Directions »
Every record that follows should be written out again without any change.

Saved entries:
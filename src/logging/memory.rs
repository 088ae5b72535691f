//! In-memory logger that captures messages instead of printing them.
use std::sync::Mutex;

use super::types::{Log, LogEntry, LogKind};

/// Implement the methods of [`Log`] by pushing a [`LogEntry`] of the matching
/// kind and forwarding the message to `tracing` at debug level.
macro_rules! capture_log_methods {
    ($($method:ident => $kind:ident),+ $(,)?) => {
        $(
            fn $method(&self, msg: &str) {
                tracing::debug!(target: "asfyaml::capture", "{msg}");
                if let Ok(mut guard) = self.entries.lock() {
                    guard.push(LogEntry {
                        kind: LogKind::$kind,
                        message: msg.to_string(),
                    });
                }
            }
        )+
    };
}

/// Logger that records every message in order.
///
/// Used when a caller wants to inspect feature output after the fact, such as
/// the `validate` command collecting warnings or tests asserting that a
/// restricted run only planned its changes.
#[derive(Debug, Default)]
pub struct MemoryLog {
    entries: Mutex<Vec<LogEntry>>,
}

impl MemoryLog {
    /// Create an empty capture.
    #[must_use]
    pub fn new() -> Self {
        Self::default()
    }

    /// All captured entries in emission order.
    #[must_use]
    pub fn entries(&self) -> Vec<LogEntry> {
        self.entries.lock().map_or_else(|_| vec![], |g| g.clone())
    }

    /// Messages of a single kind in emission order.
    #[must_use]
    pub fn messages(&self, kind: LogKind) -> Vec<String> {
        self.entries()
            .into_iter()
            .filter(|e| e.kind == kind)
            .map(|e| e.message)
            .collect()
    }

    /// Whether any message of `kind` contains `needle`.
    #[must_use]
    pub fn contains(&self, kind: LogKind, needle: &str) -> bool {
        self.messages(kind).iter().any(|m| m.contains(needle))
    }
}

impl Log for MemoryLog {
    capture_log_methods! {
        stage => Stage,
        info  => Info,
        debug => Debug,
        warn  => Warn,
        error => Error,
        noop  => Noop,
    }
}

Your solution »
filename src/logging/memory.rs
repository 088ae5b72535691f
//! In-memory logger that captures messages instead of printing them.
use std::sync::Mutex;

use super::types::{Log, LogEntry, LogKind};

/// Implement the methods of [`Log`] by pushing a [`LogEntry`] of the matching
/// kind and forwarding the message to `tracing` at debug level.
macro_rules! capture_log_methods {
    ($($method:ident => $kind:ident),+ $(,)?) => {
        $(
            fn $method(&self, msg: &str) {
                tracing::debug!(target: "asfyaml::capture", "{msg}");
                if let Ok(mut guard) = self.entries.lock() {
                    guard.push(LogEntry {
                        kind: LogKind::$kind,
                        message: msg.to_string(),
                    });
                }
            }
        )+
    };
}

/// Logger that records every message in order.
///
/// Used when a caller wants to inspect feature output after the fact, such as
/// the `validate` command collecting warnings or tests asserting that a
/// restricted run only planned its changes.
#[derive(Debug, Default)]
pub struct MemoryLog {
    entries: Mutex<Vec<LogEntry>>,
}

impl MemoryLog {
    /// Create an empty capture.
    #[must_use]
    pub fn new() -> Self {
        Self::default()
    }

    /// All captured entries in emission order.
    #[must_use]
    pub fn entries(&self) -> Vec<LogEntry> {
        self.entries.lock().map_or_else(|_| vec![], |g| g.clone())
    }

    /// Messages of a single kind in emission order.
    #[must_use]
    pub fn messages(&self, kind: LogKind) -> Vec<String> {
        self.entries()
            .into_iter()
            .filter(|e| e.kind == kind)
            .map(|e| e.message)
            .collect()
    }

    /// Whether any message of `kind` contains `needle`.
    #[must_use]
    pub fn contains(&self, kind: LogKind, needle: &str) -> bool {
        self.messages(kind).iter().any(|m| m.contains(needle))
    }
}

impl Log for MemoryLog {
    capture_log_methods! {
        stage => Stage,
        info  => Info,
        debug => Debug,
        warn  => Warn,
        error => Error,
        noop  => Noop,
    }
}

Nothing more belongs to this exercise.